(Beginning of Data for analysis)
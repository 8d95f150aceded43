//! Adjacency resolver for comparison stages.
//!
//! Pairs each input tile with its +1 neighbor along one axis, keeps one
//! [`AdjacentTileLink`] per tile in step with that pairing, and derives the
//! upstream status the stage's mux sees from the pair.

use std::collections::HashMap;

use tracing::debug;

use tilegrid_state::{AdjacentTileLink, Lattice, StageConnector, StateResult, Tile};

use crate::mux::UpstreamTile;
use crate::status::combine;

#[derive(Debug, Clone, Copy, PartialEq, Eq, Hash)]
pub enum Axis {
    X,
    Y,
    Z,
}

/// Position of the neighbor of `from` along `axis`.
///
/// Along Z, planes listed in `skip_planes` are stepped over.
pub fn neighbor_position(axis: Axis, from: Lattice, skip_planes: &[i64]) -> Lattice {
    match axis {
        Axis::X => Lattice::new(from.x + 1, from.y, from.z),
        Axis::Y => Lattice::new(from.x, from.y + 1, from.z),
        Axis::Z => {
            let mut z = from.z + 1;
            while skip_planes.contains(&z) {
                z += 1;
            }
            Lattice::new(from.x, from.y, z)
        }
    }
}

/// Link changes plus the derived upstream set for one refresh.
#[derive(Debug, Clone, Default, PartialEq)]
pub struct AdjacencyPlan {
    /// One entry per input tile the stage should carry.
    pub upstream: Vec<UpstreamTile>,
    /// New or changed links.
    pub upsert: Vec<AdjacentTileLink>,
    /// Links whose source is gone, skipped, or no longer has a neighbor.
    pub delete: Vec<String>,
}

/// Resolve neighbors for `source` tiles against existing links.
pub fn resolve(
    axis: Axis,
    source: &[Tile],
    skip_planes: &[i64],
    existing: &[AdjacentTileLink],
) -> AdjacencyPlan {
    let by_position: HashMap<Lattice, &Tile> = source.iter().map(|t| (t.position, t)).collect();
    let mut links: HashMap<&str, &AdjacentTileLink> = existing
        .iter()
        .map(|l| (l.relative_path.as_str(), l))
        .collect();

    let mut plan = AdjacencyPlan::default();

    for tile in source {
        // A tile on a skipped plane takes no part in a Z comparison.
        if axis == Axis::Z && skip_planes.contains(&tile.position.z) {
            continue;
        }

        let neighbor = by_position
            .get(&neighbor_position(axis, tile.position, skip_planes))
            .copied();
        let current = links.remove(tile.relative_path.as_str());

        match neighbor {
            Some(n) => {
                let wanted = AdjacentTileLink {
                    relative_path: tile.relative_path.clone(),
                    adjacent_relative_path: n.relative_path.clone(),
                    adjacent_tile_name: n.tile_name.clone(),
                    adjacent_position: n.position,
                };
                if current != Some(&wanted) {
                    plan.upsert.push(wanted);
                }
            }
            None => {
                if current.is_some() {
                    plan.delete.push(tile.relative_path.clone());
                }
            }
        }

        plan.upstream.push(UpstreamTile {
            relative_path: tile.relative_path.clone(),
            tile_name: tile.tile_name.clone(),
            position: tile.position,
            step: tile.step,
            status: combine(tile.this_stage_status, neighbor.map(|n| n.this_stage_status)),
        });
    }

    // Links left over belong to tiles that were skipped or have disappeared.
    plan.delete.extend(links.into_keys().map(str::to_string));
    plan
}

/// Write link changes through the stage's connector.
pub fn apply_links(
    connector: &dyn StageConnector,
    plan: &AdjacencyPlan,
    chunk_size: usize,
) -> StateResult<()> {
    let chunk_size = chunk_size.max(1);
    for chunk in plan.upsert.chunks(chunk_size) {
        connector.insert_adjacent(chunk)?;
    }
    for chunk in plan.delete.chunks(chunk_size) {
        connector.delete_adjacent(chunk)?;
    }
    if !plan.upsert.is_empty() || !plan.delete.is_empty() {
        debug!(
            owner = %connector.owner_id(),
            upserted = plan.upsert.len(),
            deleted = plan.delete.len(),
            "adjacent links refreshed"
        );
    }
    Ok(())
}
(End of Data for analysis)
Task brief: Retype the listing above, exactly and in full.

Task answer:
repository 8d95f150aceded43
//! Adjacency resolver for comparison stages.
//!
//! Pairs each input tile with its +1 neighbor along one axis, keeps one
//! [`AdjacentTileLink`] per tile in step with that pairing, and derives the
//! upstream status the stage's mux sees from the pair.

use std::collections::HashMap;

use tracing::debug;

use tilegrid_state::{AdjacentTileLink, Lattice, StageConnector, StateResult, Tile};

use crate::mux::UpstreamTile;
use crate::status::combine;

#[derive(Debug, Clone, Copy, PartialEq, Eq, Hash)]
pub enum Axis {
    X,
    Y,
    Z,
}

/// Position of the neighbor of `from` along `axis`.
///
/// Along Z, planes listed in `skip_planes` are stepped over.
pub fn neighbor_position(axis: Axis, from: Lattice, skip_planes: &[i64]) -> Lattice {
    match axis {
        Axis::X => Lattice::new(from.x + 1, from.y, from.z),
        Axis::Y => Lattice::new(from.x, from.y + 1, from.z),
        Axis::Z => {
            let mut z = from.z + 1;
            while skip_planes.contains(&z) {
                z += 1;
            }
            Lattice::new(from.x, from.y, z)
        }
    }
}

/// Link changes plus the derived upstream set for one refresh.
#[derive(Debug, Clone, Default, PartialEq)]
pub struct AdjacencyPlan {
    /// One entry per input tile the stage should carry.
    pub upstream: Vec<UpstreamTile>,
    /// New or changed links.
    pub upsert: Vec<AdjacentTileLink>,
    /// Links whose source is gone, skipped, or no longer has a neighbor.
    pub delete: Vec<String>,
}

/// Resolve neighbors for `source` tiles against existing links.
pub fn resolve(
    axis: Axis,
    source: &[Tile],
    skip_planes: &[i64],
    existing: &[AdjacentTileLink],
) -> AdjacencyPlan {
    let by_position: HashMap<Lattice, &Tile> = source.iter().map(|t| (t.position, t)).collect();
    let mut links: HashMap<&str, &AdjacentTileLink> = existing
        .iter()
        .map(|l| (l.relative_path.as_str(), l))
        .collect();

    let mut plan = AdjacencyPlan::default();

    for tile in source {
        // A tile on a skipped plane takes no part in a Z comparison.
        if axis == Axis::Z && skip_planes.contains(&tile.position.z) {
            continue;
        }

        let neighbor = by_position
            .get(&neighbor_position(axis, tile.position, skip_planes))
            .copied();
        let current = links.remove(tile.relative_path.as_str());

        match neighbor {
            Some(n) => {
                let wanted = AdjacentTileLink {
                    relative_path: tile.relative_path.clone(),
                    adjacent_relative_path: n.relative_path.clone(),
                    adjacent_tile_name: n.tile_name.clone(),
                    adjacent_position: n.position,
                };
                if current != Some(&wanted) {
                    plan.upsert.push(wanted);
                }
            }
            None => {
                if current.is_some() {
                    plan.delete.push(tile.relative_path.clone());
                }
            }
        }

        plan.upstream.push(UpstreamTile {
            relative_path: tile.relative_path.clone(),
            tile_name: tile.tile_name.clone(),
            position: tile.position,
            step: tile.step,
            status: combine(tile.this_stage_status, neighbor.map(|n| n.this_stage_status)),
        });
    }

    // Links left over belong to tiles that were skipped or have disappeared.
    plan.delete.extend(links.into_keys().map(str::to_string));
    plan
}

/// Write link changes through the stage's connector.
pub fn apply_links(
    connector: &dyn StageConnector,
    plan: &AdjacencyPlan,
    chunk_size: usize,
) -> StateResult<()> {
    let chunk_size = chunk_size.max(1);
    for chunk in plan.upsert.chunks(chunk_size) {
        connector.insert_adjacent(chunk)?;
    }
    for chunk in plan.delete.chunks(chunk_size) {
        connector.delete_adjacent(chunk)?;
    }
    if !plan.upsert.is_empty() || !plan.delete.is_empty() {
        debug!(
            owner = %connector.owner_id(),
            upserted = plan.upsert.len(),
            deleted = plan.delete.len(),
            "adjacent links refreshed"
        );
    }
    Ok(())
}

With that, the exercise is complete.